* Activity: Find the line that contains "const MAX_PREALLOCATE: usize = 4096;" in the entries below. Write out that line and all that follow it, unchanged and alone.

************

//! The always-sorted backing sequence.
//!
//! [`SortedSequence`] stores signed integers in non-decreasing order and keeps
//! duplicates in insertion-stable order. Every structural mutation bumps a
//! [`Generation`] counter, which iterators capture to detect that the
//! positions they hold no longer describe the sequence.
//!
//! # Time Complexity
//!
//! | Operation    | Complexity |
//! |--------------|------------|
//! | `insert`     | O(n)       |
//! | `remove`     | O(n)       |
//! | `contains`   | O(log n)   |
//! | `count`      | O(log n)   |
//! | `get`        | O(1)       |
//! | `len`        | O(1)       |
//! | `snapshot`   | O(n)       |
//!
//! Small sequences (up to 8 elements) live inline without a heap allocation.
//!
//! # Examples
//!
//! ```rust
//! use triverse::SortedSequence;
//!
//! let mut sequence = SortedSequence::new();
//! sequence.insert(7);
//! sequence.insert(2);
//! sequence.insert(9);
//! sequence.insert(2);
//!
//! assert_eq!(sequence.snapshot(), vec![2, 2, 7, 9]);
//!
//! sequence.remove(2).unwrap();
//! assert_eq!(sequence.snapshot(), vec![2, 7, 9]);
//! ```

use smallvec::SmallVec;
use std::fmt;

use crate::error::{Error, Result};

/// Number of elements stored inline before spilling to the heap.
const INLINE_CAPACITY: usize = 8;

const SORTED_INVARIANT_PANIC_MESSAGE: &str = "SortedSequence must stay non-decreasing";

/// Mutation counter of a [`SortedSequence`].
///
/// Starts at zero and is incremented by every successful `insert` or
/// `remove`. The counter wraps to zero after `u64::MAX`; short of 2^64
/// mutations it never decreases, so two equal generations of the same
/// sequence describe identical contents.
#[derive(Clone, Copy, Debug, Default, PartialEq, Eq, PartialOrd, Ord, Hash)]
pub struct Generation(u64);

impl Generation {
    /// Creates a generation with the given raw counter value.
    #[inline]
    #[must_use]
    pub const fn new(value: u64) -> Self {
        Self(value)
    }

    /// Returns the raw counter value.
    #[inline]
    #[must_use]
    pub const fn get(self) -> u64 {
        self.0
    }

    #[inline]
    const fn next(self) -> Self {
        Self(self.0.wrapping_add(1))
    }
}

impl fmt::Display for Generation {
    fn fmt(&self, formatter: &mut fmt::Formatter<'_>) -> fmt::Result {
        write!(formatter, "{}", self.0)
    }
}

/// A dynamically sized, always-sorted collection of `i32`.
///
/// Ordering is ascending with duplicates allowed; equal elements keep the
/// order in which they were inserted.
///
/// Equality compares contents only; two sequences holding the same elements
/// are equal regardless of how many mutations produced them.
#[derive(Clone, Default)]
pub struct SortedSequence {
    elements: SmallVec<[i32; INLINE_CAPACITY]>,
    generation: Generation,
}

impl SortedSequence {
    /// Creates a new empty sequence at generation zero.
    ///
    /// # Examples
    ///
    /// ```rust
    /// use triverse::SortedSequence;
    ///
    /// let sequence = SortedSequence::new();
    /// assert!(sequence.is_empty());
    /// assert_eq!(sequence.generation().get(), 0);
    /// ```
    #[inline]
    #[must_use]
    pub fn new() -> Self {
        Self {
            elements: SmallVec::new(),
            generation: Generation::default(),
        }
    }

    /// Inserts `value` after every existing element that is `<= value`.
    ///
    /// Always succeeds and invalidates every position into the sequence.
    ///
    /// # Examples
    ///
    /// ```rust
    /// use triverse::SortedSequence;
    ///
    /// let mut sequence = SortedSequence::new();
    /// sequence.insert(5);
    /// sequence.insert(1);
    /// assert_eq!(sequence.as_slice(), &[1, 5]);
    /// ```
    pub fn insert(&mut self, value: i32) {
        let position = self.elements.partition_point(|element| *element <= value);
        self.elements.insert(position, value);
        self.generation = self.generation.next();

        debug_assert!(
            is_non_decreasing(&self.elements),
            "{}",
            SORTED_INVARIANT_PANIC_MESSAGE
        );
    }

    /// Removes the first occurrence of `value`.
    ///
    /// Exactly one element is removed even when `value` is duplicated.
    ///
    /// # Errors
    ///
    /// Returns [`Error::NotFound`] if no element equals `value`. The sequence
    /// and its generation are left untouched in that case.
    ///
    /// # Examples
    ///
    /// ```rust
    /// use triverse::{Error, SortedSequence};
    ///
    /// let mut sequence: SortedSequence = [2, 2, 7].into_iter().collect();
    /// sequence.remove(2).unwrap();
    /// assert_eq!(sequence.as_slice(), &[2, 7]);
    /// assert_eq!(sequence.remove(5), Err(Error::NotFound { value: 5 }));
    /// ```
    pub fn remove(&mut self, value: i32) -> Result<()> {
        let position = self.elements.partition_point(|element| *element < value);
        if self.elements.get(position) != Some(&value) {
            return Err(Error::NotFound { value });
        }
        self.elements.remove(position);
        self.generation = self.generation.next();
        Ok(())
    }

    /// Returns the number of elements.
    #[inline]
    #[must_use]
    pub fn len(&self) -> usize {
        self.elements.len()
    }

    /// Returns `true` if the sequence holds no elements.
    #[inline]
    #[must_use]
    pub fn is_empty(&self) -> bool {
        self.elements.is_empty()
    }

    /// Returns the element at `index`, if any.
    #[inline]
    #[must_use]
    pub fn get(&self, index: usize) -> Option<i32> {
        self.elements.get(index).copied()
    }

    /// Returns `true` if at least one element equals `value`.
    #[must_use]
    pub fn contains(&self, value: i32) -> bool {
        self.elements.binary_search(&value).is_ok()
    }

    /// Returns how many elements equal `value`.
    #[must_use]
    pub fn count(&self, value: i32) -> usize {
        let lower = self.elements.partition_point(|element| *element < value);
        let upper = self.elements.partition_point(|element| *element <= value);
        upper - lower
    }

    /// Returns the current mutation counter.
    #[inline]
    #[must_use]
    pub const fn generation(&self) -> Generation {
        self.generation
    }

    /// Returns the elements as a sorted slice.
    #[inline]
    #[must_use]
    pub fn as_slice(&self) -> &[i32] {
        &self.elements
    }

    /// Returns an owned copy of the current contents in ascending order.
    #[must_use]
    pub fn snapshot(&self) -> Vec<i32> {
        self.elements.to_vec()
    }
}

fn is_non_decreasing(elements: &[i32]) -> bool {
    elements.windows(2).all(|pair| pair[0] <= pair[1])
}

impl PartialEq for SortedSequence {
    fn eq(&self, other: &Self) -> bool {
        self.elements == other.elements
    }
}

impl Eq for SortedSequence {}

impl FromIterator<i32> for SortedSequence {
    fn from_iter<I: IntoIterator<Item = i32>>(iter: I) -> Self {
        let mut sequence = Self::new();
        sequence.extend(iter);
        sequence
    }
}

impl Extend<i32> for SortedSequence {
    fn extend<I: IntoIterator<Item = i32>>(&mut self, iter: I) {
        for value in iter {
            self.insert(value);
        }
    }
}

impl fmt::Debug for SortedSequence {
    fn fmt(&self, formatter: &mut fmt::Formatter<'_>) -> fmt::Result {
        formatter
            .debug_struct("SortedSequence")
            .field("elements", &self.elements.as_slice())
            .field("generation", &self.generation.get())
            .finish()
    }
}

impl fmt::Display for SortedSequence {
    fn fmt(&self, formatter: &mut fmt::Formatter<'_>) -> fmt::Result {
        write!(formatter, "[")?;
        let mut first = true;
        for element in &self.elements {
            if first {
                first = false;
            } else {
                write!(formatter, ", ")?;
            }
            write!(formatter, "{element}")?;
        }
        write!(formatter, "]")
    }
}

// =============================================================================
// Serde Support
// =============================================================================

#[cfg(feature = "serde")]
impl serde::Serialize for SortedSequence {
    fn serialize<S>(&self, serializer: S) -> std::result::Result<S::Ok, S::Error>
    where
        S: serde::Serializer,
    {
        use serde::ser::SerializeSeq;
        let mut seq = serializer.serialize_seq(Some(self.len()))?;
        for element in &self.elements {
            seq.serialize_element(element)?;
        }
        seq.end()
    }
}

#[cfg(feature = "serde")]
struct SortedSequenceVisitor;

#[cfg(feature = "serde")]
impl<'de> serde::de::Visitor<'de> for SortedSequenceVisitor {
    type Value = SortedSequence;

    fn expecting(&self, formatter: &mut fmt::Formatter) -> fmt::Result {
        formatter.write_str("a sequence of integers")
    }

    fn visit_seq<A>(self, mut seq: A) -> std::result::Result<Self::Value, A::Error>
    where
        A: serde::de::SeqAccess<'de>,
    {
        const MAX_PREALLOCATE: usize = 4096;
        let capacity = seq.size_hint().unwrap_or(0).min(MAX_PREALLOCATE);
        let mut elements: SmallVec<[i32; INLINE_CAPACITY]> = SmallVec::with_capacity(capacity);
        while let Some(element) = seq.next_element()? {
            elements.push(element);
        }
        elements.sort_unstable();
        Ok(SortedSequence {
            elements,
            generation: Generation::default(),
        })
    }
}

#[cfg(feature = "serde")]
impl<'de> serde::Deserialize<'de> for SortedSequence {
    fn deserialize<D>(deserializer: D) -> std::result::Result<Self, D::Error>
    where
        D: serde::Deserializer<'de>,
    {
        deserializer.deserialize_seq(SortedSequenceVisitor)
    }
}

************

* Answer for the task:
        const MAX_PREALLOCATE: usize = 4096;
        let capacity = seq.size_hint().unwrap_or(0).min(MAX_PREALLOCATE);
        let mut elements: SmallVec<[i32; INLINE_CAPACITY]> = SmallVec::with_capacity(capacity);
        while let Some(element) = seq.next_element()? {
            elements.push(element);
        }
        elements.sort_unstable();
        Ok(SortedSequence {
            elements,
            generation: Generation::default(),
        })
    }
}

#[cfg(feature = "serde")]
impl<'de> serde::Deserialize<'de> for SortedSequence {
    fn deserialize<D>(deserializer: D) -> std::result::Result<Self, D::Error>
    where
        D: serde::Deserializer<'de>,
    {
        deserializer.deserialize_seq(SortedSequenceVisitor)
    }
}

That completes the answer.